• [What this task involves]:
From the line containing "assert_eq!(plan.shim.memory_limit, 1024 *" onward, retype each line of the entries below exactly, last line included.

• [Records for this task]:
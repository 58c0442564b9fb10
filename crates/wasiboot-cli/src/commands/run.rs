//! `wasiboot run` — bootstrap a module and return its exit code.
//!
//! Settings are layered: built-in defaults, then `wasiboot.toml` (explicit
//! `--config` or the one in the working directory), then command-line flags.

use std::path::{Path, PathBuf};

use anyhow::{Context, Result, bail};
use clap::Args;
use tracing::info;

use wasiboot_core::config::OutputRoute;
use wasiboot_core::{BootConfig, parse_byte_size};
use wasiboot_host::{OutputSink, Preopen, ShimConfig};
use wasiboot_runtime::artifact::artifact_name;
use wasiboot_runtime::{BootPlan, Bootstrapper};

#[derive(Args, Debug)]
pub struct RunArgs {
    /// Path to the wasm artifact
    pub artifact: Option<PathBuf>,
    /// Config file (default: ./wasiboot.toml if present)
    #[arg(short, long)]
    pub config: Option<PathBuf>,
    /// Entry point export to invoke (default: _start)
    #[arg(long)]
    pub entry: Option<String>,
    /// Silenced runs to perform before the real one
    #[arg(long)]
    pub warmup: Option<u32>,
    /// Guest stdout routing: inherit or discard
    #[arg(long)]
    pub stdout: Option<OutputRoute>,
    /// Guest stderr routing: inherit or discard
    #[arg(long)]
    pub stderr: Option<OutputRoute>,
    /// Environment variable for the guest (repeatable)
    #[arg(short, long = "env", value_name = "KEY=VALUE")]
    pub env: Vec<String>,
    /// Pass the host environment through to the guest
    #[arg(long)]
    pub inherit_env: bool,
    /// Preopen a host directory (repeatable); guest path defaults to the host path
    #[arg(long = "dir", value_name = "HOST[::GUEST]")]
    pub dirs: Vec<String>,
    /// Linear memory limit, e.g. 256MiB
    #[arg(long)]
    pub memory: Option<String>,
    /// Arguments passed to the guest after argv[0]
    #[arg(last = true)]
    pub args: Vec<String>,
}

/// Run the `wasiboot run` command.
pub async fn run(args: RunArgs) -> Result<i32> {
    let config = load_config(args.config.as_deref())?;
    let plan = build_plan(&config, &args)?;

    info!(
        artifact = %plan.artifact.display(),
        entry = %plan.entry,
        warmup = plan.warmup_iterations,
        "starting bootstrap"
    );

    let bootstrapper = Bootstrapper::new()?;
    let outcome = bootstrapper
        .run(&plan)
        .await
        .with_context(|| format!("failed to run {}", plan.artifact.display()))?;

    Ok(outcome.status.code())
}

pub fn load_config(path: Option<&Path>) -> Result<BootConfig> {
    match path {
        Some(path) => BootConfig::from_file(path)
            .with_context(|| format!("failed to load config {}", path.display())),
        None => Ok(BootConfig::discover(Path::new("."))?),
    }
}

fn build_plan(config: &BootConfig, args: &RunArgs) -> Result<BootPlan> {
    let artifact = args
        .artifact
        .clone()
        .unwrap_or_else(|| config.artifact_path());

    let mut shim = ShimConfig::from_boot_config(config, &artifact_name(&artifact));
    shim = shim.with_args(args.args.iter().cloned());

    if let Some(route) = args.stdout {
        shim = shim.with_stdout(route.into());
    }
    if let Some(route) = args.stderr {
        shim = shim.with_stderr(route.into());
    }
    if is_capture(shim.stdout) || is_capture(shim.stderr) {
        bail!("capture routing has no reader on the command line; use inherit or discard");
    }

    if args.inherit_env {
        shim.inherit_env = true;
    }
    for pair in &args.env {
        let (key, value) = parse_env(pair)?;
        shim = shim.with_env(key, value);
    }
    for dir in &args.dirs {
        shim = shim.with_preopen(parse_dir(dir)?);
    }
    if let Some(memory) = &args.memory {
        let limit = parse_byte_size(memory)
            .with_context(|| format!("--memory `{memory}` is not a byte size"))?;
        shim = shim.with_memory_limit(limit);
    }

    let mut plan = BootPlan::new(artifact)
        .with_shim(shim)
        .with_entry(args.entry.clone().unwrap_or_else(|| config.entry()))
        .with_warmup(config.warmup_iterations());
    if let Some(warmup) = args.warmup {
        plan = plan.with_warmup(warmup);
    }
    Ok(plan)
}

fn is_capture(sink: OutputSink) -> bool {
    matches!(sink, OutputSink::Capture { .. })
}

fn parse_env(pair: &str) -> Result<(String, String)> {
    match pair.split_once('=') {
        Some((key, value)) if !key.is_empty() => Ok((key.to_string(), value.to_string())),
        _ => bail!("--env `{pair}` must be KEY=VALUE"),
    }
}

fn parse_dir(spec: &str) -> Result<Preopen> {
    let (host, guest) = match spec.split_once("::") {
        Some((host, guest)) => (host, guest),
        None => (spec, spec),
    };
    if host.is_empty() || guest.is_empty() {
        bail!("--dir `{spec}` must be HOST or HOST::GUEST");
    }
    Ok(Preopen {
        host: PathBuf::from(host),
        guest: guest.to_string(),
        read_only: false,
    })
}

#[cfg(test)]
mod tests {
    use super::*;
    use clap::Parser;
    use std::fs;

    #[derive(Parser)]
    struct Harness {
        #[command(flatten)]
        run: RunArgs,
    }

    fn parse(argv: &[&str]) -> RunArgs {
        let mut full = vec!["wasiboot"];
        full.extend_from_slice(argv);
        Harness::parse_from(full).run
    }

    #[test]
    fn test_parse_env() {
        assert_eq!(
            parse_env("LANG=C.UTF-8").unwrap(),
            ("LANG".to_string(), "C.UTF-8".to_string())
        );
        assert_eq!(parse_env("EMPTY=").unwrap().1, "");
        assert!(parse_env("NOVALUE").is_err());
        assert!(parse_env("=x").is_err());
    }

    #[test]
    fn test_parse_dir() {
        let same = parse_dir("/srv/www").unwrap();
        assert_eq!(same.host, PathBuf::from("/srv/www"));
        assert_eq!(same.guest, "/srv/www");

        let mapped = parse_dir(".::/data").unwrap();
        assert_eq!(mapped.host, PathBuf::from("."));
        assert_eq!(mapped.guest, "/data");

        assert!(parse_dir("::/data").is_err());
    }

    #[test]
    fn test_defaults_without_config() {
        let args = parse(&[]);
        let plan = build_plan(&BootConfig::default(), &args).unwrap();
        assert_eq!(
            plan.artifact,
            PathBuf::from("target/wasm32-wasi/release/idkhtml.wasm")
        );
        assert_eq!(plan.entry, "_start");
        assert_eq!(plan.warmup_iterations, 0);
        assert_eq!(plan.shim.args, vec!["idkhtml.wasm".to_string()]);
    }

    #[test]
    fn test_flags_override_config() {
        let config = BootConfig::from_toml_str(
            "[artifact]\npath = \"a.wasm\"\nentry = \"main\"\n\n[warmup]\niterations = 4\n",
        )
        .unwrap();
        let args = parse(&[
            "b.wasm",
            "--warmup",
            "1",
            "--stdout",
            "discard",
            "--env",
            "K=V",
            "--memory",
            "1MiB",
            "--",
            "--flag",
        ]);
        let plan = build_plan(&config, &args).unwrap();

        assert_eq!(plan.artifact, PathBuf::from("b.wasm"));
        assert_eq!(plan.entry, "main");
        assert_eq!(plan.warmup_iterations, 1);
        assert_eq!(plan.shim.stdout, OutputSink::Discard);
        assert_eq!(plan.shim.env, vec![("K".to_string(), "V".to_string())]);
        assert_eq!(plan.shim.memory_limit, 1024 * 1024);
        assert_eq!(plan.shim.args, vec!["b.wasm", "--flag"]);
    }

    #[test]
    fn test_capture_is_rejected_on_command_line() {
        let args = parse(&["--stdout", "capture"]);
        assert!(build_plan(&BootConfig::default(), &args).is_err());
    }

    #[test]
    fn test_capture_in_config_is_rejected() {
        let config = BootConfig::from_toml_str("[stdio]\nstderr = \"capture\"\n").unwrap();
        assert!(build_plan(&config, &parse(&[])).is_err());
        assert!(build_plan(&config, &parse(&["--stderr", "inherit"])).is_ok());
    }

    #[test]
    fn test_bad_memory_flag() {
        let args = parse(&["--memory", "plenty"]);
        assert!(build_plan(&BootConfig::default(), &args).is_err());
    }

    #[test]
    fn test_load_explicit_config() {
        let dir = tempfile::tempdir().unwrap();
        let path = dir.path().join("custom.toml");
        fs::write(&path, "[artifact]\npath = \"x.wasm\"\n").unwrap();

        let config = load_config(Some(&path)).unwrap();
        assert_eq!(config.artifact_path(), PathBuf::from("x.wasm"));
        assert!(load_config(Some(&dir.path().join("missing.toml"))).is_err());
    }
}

• [Answer section]:
        assert_eq!(plan.shim.memory_limit, 1024 * 1024);
        assert_eq!(plan.shim.args, vec!["b.wasm", "--flag"]);
    }

    #[test]
    fn test_capture_is_rejected_on_command_line() {
        let args = parse(&["--stdout", "capture"]);
        assert!(build_plan(&BootConfig::default(), &args).is_err());
    }

    #[test]
    fn test_capture_in_config_is_rejected() {
        let config = BootConfig::from_toml_str("[stdio]\nstderr = \"capture\"\n").unwrap();
        assert!(build_plan(&config, &parse(&[])).is_err());
        assert!(build_plan(&config, &parse(&["--stderr", "inherit"])).is_ok());
    }

    #[test]
    fn test_bad_memory_flag() {
        let args = parse(&["--memory", "plenty"]);
        assert!(build_plan(&BootConfig::default(), &args).is_err());
    }

    #[test]
    fn test_load_explicit_config() {
        let dir = tempfile::tempdir().unwrap();
        let path = dir.path().join("custom.toml");
        fs::write(&path, "[artifact]\npath = \"x.wasm\"\n").unwrap();

        let config = load_config(Some(&path)).unwrap();
        assert_eq!(config.artifact_path(), PathBuf::from("x.wasm"));
        assert!(load_config(Some(&dir.path().join("missing.toml"))).is_err());
    }
}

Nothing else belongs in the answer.